:: Your assignment ::
What is needed is an exact transcription of every entry below.

:: Dataset excerpts ::
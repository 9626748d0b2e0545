use std::sync::Arc;

use creg_engine::Registry;
use tokio::net::TcpListener;

use crate::config::ServerConfig;
use crate::error::{ServerError, ServerResult};
use crate::handler::AppState;
use crate::router::build_router;

/// Certificate registry HTTP server.
pub struct RegistryServer {
    config: ServerConfig,
    registry: Arc<Registry>,
}

impl RegistryServer {
    /// Build the registry described by `config.registry`.
    pub fn new(config: ServerConfig) -> ServerResult<Self> {
        let registry = Registry::from_config(&config.registry)?;
        Ok(Self::with_registry(config, Arc::new(registry)))
    }

    /// Serve an already constructed registry.
    pub fn with_registry(config: ServerConfig, registry: Arc<Registry>) -> Self {
        Self { config, registry }
    }

    pub fn config(&self) -> &ServerConfig {
        &self.config
    }

    pub fn registry(&self) -> &Arc<Registry> {
        &self.registry
    }

    /// Build the router (useful for testing).
    pub fn router(&self) -> axum::Router {
        let state = AppState {
            registry: self.registry.clone(),
            max_payload_bytes: self.config.max_payload_bytes,
        };
        build_router(state, self.config.body_limit())
    }

    /// Start serving requests.
    pub async fn serve(self) -> ServerResult<()> {
        let app = self.router();
        let listener = TcpListener::bind(&self.config.bind_addr).await?;
        tracing::info!(addr = %self.config.bind_addr, "certificate registry listening");
        axum::serve(listener, app)
            .await
            .map_err(|e| ServerError::Internal(e.to_string()))
    }
}
//! Hashing primitives for the certificate registry.
//!
//! Provides domain-separated BLAKE3 hashing and the identifier deriver that
//! turns `(student_id, course, issued_at)` into a [`CertificateId`].
//!
//! All crypto operations wrap established libraries; no custom cryptography.
//!
//! [`CertificateId`]: creg_types::CertificateId

pub mod deriver;
pub mod hasher;

pub use deriver::{derive, legacy_label, normalize_course};
pub use hasher::ContentHasher;
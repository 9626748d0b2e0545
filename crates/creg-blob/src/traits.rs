use creg_crypto::ContentHasher;
use creg_types::BlobRef;

use crate::error::BlobResult;

/// Content-addressed store for certificate payloads.
///
/// All implementations must satisfy these invariants:
/// - The same bytes always produce the same [`BlobRef`].
/// - A payload is immutable once written.
/// - `resolve` returns a locator without fetching the payload.
/// - Transport and storage faults surface as errors, never as defaults.
pub trait BlobStore: Send + Sync {
    /// Store a payload and return its reference. Idempotent.
    fn store(&self, payload: &[u8]) -> BlobResult<BlobRef>;

    /// Return a retrieval locator (URL or path) for a stored payload.
    ///
    /// Returns `Err(BlobError::NotFound)` if nothing is held under the
    /// reference.
    fn resolve(&self, blob_ref: &BlobRef) -> BlobResult<String>;

    /// Read the payload bytes back.
    fn fetch(&self, blob_ref: &BlobRef) -> BlobResult<Vec<u8>>;

    /// Check whether a payload exists under the reference.
    fn exists(&self, blob_ref: &BlobRef) -> BlobResult<bool>;
}

/// The reference every built-in backend assigns to `payload`: the hex
/// BLAKE3 digest under the `creg-blob-v1` domain.
pub fn content_ref(payload: &[u8]) -> BlobRef {
    BlobRef::new(ContentHasher::BLOB.hash_hex(payload))
}
//! Foundation types for the certificate registry.
//!
//! Every other `creg-*` crate depends on `creg-types`. Nothing here performs
//! I/O; the types only describe what the registry stores and returns.
//!
//! # Key Types
//!
//! - [`CertificateId`] -- 32-byte content-derived certificate identifier
//! - [`BlobRef`] -- Opaque reference to a payload held by a blob store
//! - [`IssuedAt`] -- Millisecond epoch instant, set once at issuance
//! - [`Clock`] -- Source of "now" for the engine ([`SystemClock`], [`FixedClock`])
//! - [`Grade`] -- Closed grade vocabulary offered to presentation layers
//! - [`CertificateRecord`] -- The immutable record stored in the ledger
//! - [`IssueRequest`] -- Inputs to an issuance

pub mod error;
pub mod grade;
pub mod id;
pub mod record;
pub mod temporal;

pub use error::TypeError;
pub use grade::Grade;
pub use id::CertificateId;
pub use record::{BlobRef, CertificateRecord, IssueRequest};
pub use temporal::{Clock, FixedClock, IssuedAt, SystemClock};
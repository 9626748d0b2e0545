use std::fmt;
use std::str::FromStr;

use serde::{Deserialize, Serialize};

use crate::error::TypeError;

/// The closed grade vocabulary issuers choose from.
///
/// The registry itself stores grades as the verbatim string it was given;
/// this enum exists so presentation layers can validate input and render
/// choices without inventing their own list.
#[derive(Clone, Copy, Debug, PartialEq, Eq, Hash, Serialize, Deserialize)]
pub enum Grade {
    #[serde(rename = "A+")]
    APlus,
    #[serde(rename = "A")]
    A,
    #[serde(rename = "A-")]
    AMinus,
    #[serde(rename = "B+")]
    BPlus,
    #[serde(rename = "B")]
    B,
    #[serde(rename = "B-")]
    BMinus,
    #[serde(rename = "C+")]
    CPlus,
    #[serde(rename = "C")]
    C,
    #[serde(rename = "C-")]
    CMinus,
    Pass,
    Fail,
}

impl Grade {
    /// Every grade, in the order forms should list them.
    pub const ALL: [Grade; 11] = [
        Grade::APlus,
        Grade::A,
        Grade::AMinus,
        Grade::BPlus,
        Grade::B,
        Grade::BMinus,
        Grade::CPlus,
        Grade::C,
        Grade::CMinus,
        Grade::Pass,
        Grade::Fail,
    ];

    pub fn as_str(&self) -> &'static str {
        match self {
            Grade::APlus => "A+",
            Grade::A => "A",
            Grade::AMinus => "A-",
            Grade::BPlus => "B+",
            Grade::B => "B",
            Grade::BMinus => "B-",
            Grade::CPlus => "C+",
            Grade::C => "C",
            Grade::CMinus => "C-",
            Grade::Pass => "Pass",
            Grade::Fail => "Fail",
        }
    }
}

impl fmt::Display for Grade {
    fn fmt(&self, f: &mut fmt::Formatter<'_>) -> fmt::Result {
        f.write_str(self.as_str())
    }
}

impl FromStr for Grade {
    type Err = TypeError;

    /// Exact match against the canonical spelling.
    fn from_str(s: &str) -> Result<Self, Self::Err> {
        Grade::ALL
            .iter()
            .copied()
            .find(|g| g.as_str() == s)
            .ok_or_else(|| TypeError::UnknownGrade(s.to_string()))
    }
}
use creg_types::{BlobRef, CertificateId, CertificateRecord};
use serde::{Deserialize, Serialize};

/// What a successful issuance hands back to the issuer.
#[derive(Clone, Debug, PartialEq, Eq, Serialize, Deserialize)]
pub struct IssueReceipt {
    pub id: CertificateId,
    pub blob_ref: BlobRef,
    pub record: CertificateRecord,
}

/// Result of looking up a certificate id.
///
/// Absence is an ordinary outcome: forged and mistyped ids are expected
/// input, so `NotFound` is a value, not an error.
#[derive(Clone, Debug, PartialEq, Eq)]
pub enum VerificationOutcome {
    Verified {
        record: CertificateRecord,
        /// Where the document can be retrieved. `None` when the blob store
        /// could not resolve the reference; the record is still authentic.
        locator: Option<String>,
    },
    NotFound,
}

impl VerificationOutcome {
    pub fn is_verified(&self) -> bool {
        matches!(self, VerificationOutcome::Verified { .. })
    }

    pub fn record(&self) -> Option<&CertificateRecord> {
        match self {
            VerificationOutcome::Verified { record, .. } => Some(record),
            VerificationOutcome::NotFound => None,
        }
    }

    pub fn locator(&self) -> Option<&str> {
        match self {
            VerificationOutcome::Verified { locator, .. } => locator.as_deref(),
            VerificationOutcome::NotFound => None,
        }
    }
}

/// Registry size counters.
#[derive(Clone, Copy, Debug, Default, PartialEq, Eq, Serialize, Deserialize)]
pub struct RegistryStats {
    pub certificates: usize,
    pub students: usize,
}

:: Your response ::
repository 9626748d0b2e0545
use std::sync::Arc;

use creg_engine::Registry;
use tokio::net::TcpListener;

use crate::config::ServerConfig;
use crate::error::{ServerError, ServerResult};
use crate::handler::AppState;
use crate::router::build_router;

/// Certificate registry HTTP server.
pub struct RegistryServer {
    config: ServerConfig,
    registry: Arc<Registry>,
}

impl RegistryServer {
    /// Build the registry described by `config.registry`.
    pub fn new(config: ServerConfig) -> ServerResult<Self> {
        let registry = Registry::from_config(&config.registry)?;
        Ok(Self::with_registry(config, Arc::new(registry)))
    }

    /// Serve an already constructed registry.
    pub fn with_registry(config: ServerConfig, registry: Arc<Registry>) -> Self {
        Self { config, registry }
    }

    pub fn config(&self) -> &ServerConfig {
        &self.config
    }

    pub fn registry(&self) -> &Arc<Registry> {
        &self.registry
    }

    /// Build the router (useful for testing).
    pub fn router(&self) -> axum::Router {
        let state = AppState {
            registry: self.registry.clone(),
            max_payload_bytes: self.config.max_payload_bytes,
        };
        build_router(state, self.config.body_limit())
    }

    /// Start serving requests.
    pub async fn serve(self) -> ServerResult<()> {
        let app = self.router();
        let listener = TcpListener::bind(&self.config.bind_addr).await?;
        tracing::info!(addr = %self.config.bind_addr, "certificate registry listening");
        axum::serve(listener, app)
            .await
            .map_err(|e| ServerError::Internal(e.to_string()))
    }
}
//! Hashing primitives for the certificate registry.
//!
//! Provides domain-separated BLAKE3 hashing and the identifier deriver that
//! turns `(student_id, course, issued_at)` into a [`CertificateId`].
//!
//! All crypto operations wrap established libraries; no custom cryptography.
//!
//! [`CertificateId`]: creg_types::CertificateId

pub mod deriver;
pub mod hasher;

pub use deriver::{derive, legacy_label, normalize_course};
pub use hasher::ContentHasher;
repository 9626748d0b2e0545
filename crates/creg-blob/src/traits.rs
use creg_crypto::ContentHasher;
use creg_types::BlobRef;

use crate::error::BlobResult;

/// Content-addressed store for certificate payloads.
///
/// All implementations must satisfy these invariants:
/// - The same bytes always produce the same [`BlobRef`].
/// - A payload is immutable once written.
/// - `resolve` returns a locator without fetching the payload.
/// - Transport and storage faults surface as errors, never as defaults.
pub trait BlobStore: Send + Sync {
    /// Store a payload and return its reference. Idempotent.
    fn store(&self, payload: &[u8]) -> BlobResult<BlobRef>;

    /// Return a retrieval locator (URL or path) for a stored payload.
    ///
    /// Returns `Err(BlobError::NotFound)` if nothing is held under the
    /// reference.
    fn resolve(&self, blob_ref: &BlobRef) -> BlobResult<String>;

    /// Read the payload bytes back.
    fn fetch(&self, blob_ref: &BlobRef) -> BlobResult<Vec<u8>>;

    /// Check whether a payload exists under the reference.
    fn exists(&self, blob_ref: &BlobRef) -> BlobResult<bool>;
}

/// The reference every built-in backend assigns to `payload`: the hex
/// BLAKE3 digest under the `creg-blob-v1` domain.
pub fn content_ref(payload: &[u8]) -> BlobRef {
    BlobRef::new(ContentHasher::BLOB.hash_hex(payload))
}
//! Foundation types for the certificate registry.
//!
//! Every other `creg-*` crate depends on `creg-types`. Nothing here performs
//! I/O; the types only describe what the registry stores and returns.
//!
//! # Key Types
//!
//! - [`CertificateId`] -- 32-byte content-derived certificate identifier
//! - [`BlobRef`] -- Opaque reference to a payload held by a blob store
//! - [`IssuedAt`] -- Millisecond epoch instant, set once at issuance
//! - [`Clock`] -- Source of "now" for the engine ([`SystemClock`], [`FixedClock`])
//! - [`Grade`] -- Closed grade vocabulary offered to presentation layers
//! - [`CertificateRecord`] -- The immutable record stored in the ledger
//! - [`IssueRequest`] -- Inputs to an issuance

pub mod error;
pub mod grade;
pub mod id;
pub mod record;
pub mod temporal;

pub use error::TypeError;
pub use grade::Grade;
pub use id::CertificateId;
pub use record::{BlobRef, CertificateRecord, IssueRequest};
pub use temporal::{Clock, FixedClock, IssuedAt, SystemClock};
repository 9626748d0b2e0545
use std::fmt;
use std::str::FromStr;

use serde::{Deserialize, Serialize};

use crate::error::TypeError;

/// The closed grade vocabulary issuers choose from.
///
/// The registry itself stores grades as the verbatim string it was given;
/// this enum exists so presentation layers can validate input and render
/// choices without inventing their own list.
#[derive(Clone, Copy, Debug, PartialEq, Eq, Hash, Serialize, Deserialize)]
pub enum Grade {
    #[serde(rename = "A+")]
    APlus,
    #[serde(rename = "A")]
    A,
    #[serde(rename = "A-")]
    AMinus,
    #[serde(rename = "B+")]
    BPlus,
    #[serde(rename = "B")]
    B,
    #[serde(rename = "B-")]
    BMinus,
    #[serde(rename = "C+")]
    CPlus,
    #[serde(rename = "C")]
    C,
    #[serde(rename = "C-")]
    CMinus,
    Pass,
    Fail,
}

impl Grade {
    /// Every grade, in the order forms should list them.
    pub const ALL: [Grade; 11] = [
        Grade::APlus,
        Grade::A,
        Grade::AMinus,
        Grade::BPlus,
        Grade::B,
        Grade::BMinus,
        Grade::CPlus,
        Grade::C,
        Grade::CMinus,
        Grade::Pass,
        Grade::Fail,
    ];

    pub fn as_str(&self) -> &'static str {
        match self {
            Grade::APlus => "A+",
            Grade::A => "A",
            Grade::AMinus => "A-",
            Grade::BPlus => "B+",
            Grade::B => "B",
            Grade::BMinus => "B-",
            Grade::CPlus => "C+",
            Grade::C => "C",
            Grade::CMinus => "C-",
            Grade::Pass => "Pass",
            Grade::Fail => "Fail",
        }
    }
}

impl fmt::Display for Grade {
    fn fmt(&self, f: &mut fmt::Formatter<'_>) -> fmt::Result {
        f.write_str(self.as_str())
    }
}

impl FromStr for Grade {
    type Err = TypeError;

    /// Exact match against the canonical spelling.
    fn from_str(s: &str) -> Result<Self, Self::Err> {
        Grade::ALL
            .iter()
            .copied()
            .find(|g| g.as_str() == s)
            .ok_or_else(|| TypeError::UnknownGrade(s.to_string()))
    }
}
use creg_types::{BlobRef, CertificateId, CertificateRecord};
use serde::{Deserialize, Serialize};

/// What a successful issuance hands back to the issuer.
#[derive(Clone, Debug, PartialEq, Eq, Serialize, Deserialize)]
pub struct IssueReceipt {
    pub id: CertificateId,
    pub blob_ref: BlobRef,
    pub record: CertificateRecord,
}

/// Result of looking up a certificate id.
///
/// Absence is an ordinary outcome: forged and mistyped ids are expected
/// input, so `NotFound` is a value, not an error.
#[derive(Clone, Debug, PartialEq, Eq)]
pub enum VerificationOutcome {
    Verified {
        record: CertificateRecord,
        /// Where the document can be retrieved. `None` when the blob store
        /// could not resolve the reference; the record is still authentic.
        locator: Option<String>,
    },
    NotFound,
}

impl VerificationOutcome {
    pub fn is_verified(&self) -> bool {
        matches!(self, VerificationOutcome::Verified { .. })
    }

    pub fn record(&self) -> Option<&CertificateRecord> {
        match self {
            VerificationOutcome::Verified { record, .. } => Some(record),
            VerificationOutcome::NotFound => None,
        }
    }

    pub fn locator(&self) -> Option<&str> {
        match self {
            VerificationOutcome::Verified { locator, .. } => locator.as_deref(),
            VerificationOutcome::NotFound => None,
        }
    }
}

/// Registry size counters.
#[derive(Clone, Copy, Debug, Default, PartialEq, Eq, Serialize, Deserialize)]
pub struct RegistryStats {
    pub certificates: usize,
    pub students: usize,
}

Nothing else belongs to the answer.